OK, here's the script. Feel free to comment on it...


   ###############################################################
   #
   # Configure this script using three simple variables!
   # - WikiFile contains the name of the Wikit database,
   #   typically called "wikit.tkd".
   # - WikiBaseUrl contains the URL of the Wiki.  This shouldn't
   #   have a page number (or a trailing /), as it's used toi
   #   generate the links for changed pages.
   # - MaxItems specifies the maximum number of changed pages to include
   #   in the RSS feed.
   #
   ###############################################################

   set WikiFile /home/wiki/wikit/public_html/wiki/wikit.tkd
   set WikiBaseUrl http://www.dummydomain.com/wiki
   set MaxItems 10


   ###############################################################
   #
   # The following constants are used to hide magic numbers
   #
   ###############################################################

   set SearchPageNum 2
   set RecentChangesPageNum 4


   ###############################################################
   #
   # The following procedures are used to generate the RSS feed.
   #
   ###############################################################

   # genHeader generates the header of the XML file.  Basically, it tells
   # what version of RSS is being used.
   #
   # No parameters are expected.

   proc genHeader {} {

     puts "<?xml version=\"1.0\"?>"
     puts "<!DOCTYPE rss PUBLIC \"-//Netscape Communications//DTD RSS 0.91//EN\" \"http://my.netscape.com/publish/formats/rss-0.91.dtd\">"
     puts ""
     puts "<rss version=\"0.91\">"
     puts ""
   }

   # genChannel generates the channel information for the feed.  It says
   # what the name of the feed is (the same as the Wiki name), and where
   # the feed comes from (the Wiki URL).
   #
   # Two parameters are required:
   # - WikiName: the name of the Wiki
   # - Url: the URL of the Wiki

   proc genChannel {WikiName Url} {

     puts "  <channel>"
     puts "    <title>$WikiName - Recent Changes</title>"
     puts "    <link>$Url</link>"
     puts "    <description>Recent changes to $WikiName</description>"
     puts "  </channel>"
     puts ""
   }

   # genItem generates a single news item for the feed.
   # Each item is a different Wiki page.
   #
   # Four parameters are required:
   # - Title: the title of the Wiki page
   # - Time: the time (in "[clock seconds]" format) that the Wiki page
   #   was last modified
   # - Author: who last changed the Wiki page
   # - Url: the URL of the Wiki page
   #
   # You may not like the format that I've chosen to display the
   # news item name in.  It's pretty easy to change.
   # See the lines I've commented out for alternate formats.
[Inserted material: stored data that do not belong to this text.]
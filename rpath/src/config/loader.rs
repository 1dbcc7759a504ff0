//! Configuration file discovery and loading.

use std::fs;
use std::path::{Path, PathBuf};

use crate::config::schema::Config;
use crate::error::{Error, Result};

/// Name of the user configuration file inside the data directory.
pub const CONFIG_FILE_NAME: &str = "config.yaml";

/// Configuration source with its precedence level.
///
/// Lower precedence values are overridden by higher ones.
#[derive(Debug, Clone)]
pub struct ConfigSource {
    /// Path to the configuration file.
    pub path: PathBuf,
    /// Precedence level (higher values take priority).
    pub precedence: u8,
    /// Parsed configuration.
    pub config: Config,
}

/// Loads configuration from the user config and an explicit file.
///
/// # Examples
///
/// ```no_run
/// use rpath::config::ConfigLoader;
///
/// let sources = ConfigLoader::load_all(None, None).unwrap();
/// println!("Found {} configuration sources", sources.len());
/// ```
pub struct ConfigLoader;

impl ConfigLoader {
    /// Load every configuration source, lowest precedence first.
    ///
    /// 1. User config at `{data_dir}/config.yaml` (precedence 1), where
    ///    `data_dir` defaults to `~/.rpath`. Skipped if missing.
    /// 2. `explicit`, if given (precedence 2). Must exist.
    ///
    /// # Errors
    ///
    /// Returns an error if the explicit file is missing, or if any file
    /// exists but cannot be read or parsed.
    pub fn load_all(explicit: Option<&Path>, data_dir: Option<&Path>) -> Result<Vec<ConfigSource>> {
        let mut sources = Vec::new();

        if let Some(user_config) = Self::load_user_config(data_dir)? {
            sources.push(user_config);
        }

        if let Some(path) = explicit {
            sources.push(ConfigSource {
                path: path.to_path_buf(),
                precedence: 2,
                config: Self::load_file(path)?,
            });
        }

        sources.sort_by_key(|s| s.precedence);
        Ok(sources)
    }

    fn load_user_config(data_dir: Option<&Path>) -> Result<Option<ConfigSource>> {
        let config_path = match data_dir {
            Some(dir) => dir.join(CONFIG_FILE_NAME),
            None => match default_data_dir() {
                Ok(dir) => dir.join(CONFIG_FILE_NAME),
                Err(e) => {
                    log::debug!("skipping user config: {e}");
                    return Ok(None);
                }
            },
        };

        if !config_path.exists() {
            log::debug!("no user config at {}", config_path.display());
            return Ok(None);
        }

        let config = Self::load_file(&config_path)?;
        Ok(Some(ConfigSource {
            path: config_path,
            precedence: 1,
            config,
        }))
    }

    /// Load and parse a YAML configuration file.
    ///
    /// # Errors
    ///
    /// Returns an error if the file cannot be read or the YAML is invalid.
    pub fn load_file(path: &Path) -> Result<Config> {
        log::debug!("loading configuration from {}", path.display());
        let contents = fs::read_to_string(path).map_err(|e| Error::ConfigFile {
            path: path.to_path_buf(),
            reason: format!("failed to read: {e}"),
        })?;

        serde_yaml::from_str(&contents).map_err(|e| Error::ConfigFile {
            path: path.to_path_buf(),
            reason: format!("invalid YAML: {e}"),
        })
    }
}

/// The default data directory, `~/.rpath`.
///
/// # Errors
///
/// Returns an error if the home directory cannot be determined.
pub fn default_data_dir() -> Result<PathBuf> {
    home::home_dir()
        .map(|home| home.join(".rpath"))
        .ok_or_else(|| Error::Validation {
            field: "data_dir".into(),
            message: "cannot determine home directory".into(),
        })
}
   proc genItem {Title Time Author Url} {

     set Title [htmlQuote $Title]
     puts "  <item>"

     # This line causes the news item to look like:
     #   Wiki Page (June 19 11:40)
     puts "    <title>$Title ([clock format $Time -format "%b %d %H:%M"])</title>"

     # Alternatively, you could use one of these:
     #   puts "    <title>$Title ($Author at [clock format $Time])</title>"
     # for format:
     #   Wiki Page (127.0.0.1 at Thu Jun 19 11:41:00 CST 2003)
     #
     # or:
     #   puts "    <title>$Title</title>"
     # for format:
     #   Wiki Page

     puts "    <link>$Url</link>"
     puts "  </item>"
     puts ""
   }

   # genTail generates the tail of the XML file.
   # It just ends off the RSS element.
   #
   # No parameters are expected.

   proc genTail {} {

     puts "</rss>"
   }

   # htmlQuote protects the tricky characters in a string

   proc htmlQuote {s} {
     string map { & &amp; < &lt; > &gt; } $s
   }

   ###############################################################
   #
   # The remainder of this file generates the RSS file.
   #
   ###############################################################

   package require Mk4tcl

   mk::file open WikiDB $WikiFile -nocommit -readonly
   mk::view layout WikiDB.pages {name page date:I who}

   # The Wikit implementation has the Wiki name as the name of page 0.
   set WikiName [mk::get WikiDB.pages!0 name]

   # Get a list of all page numbers, ordered from most recently changed
   # to least recently changed.
   set PageList [mk::select WikiDB.pages -rsort date]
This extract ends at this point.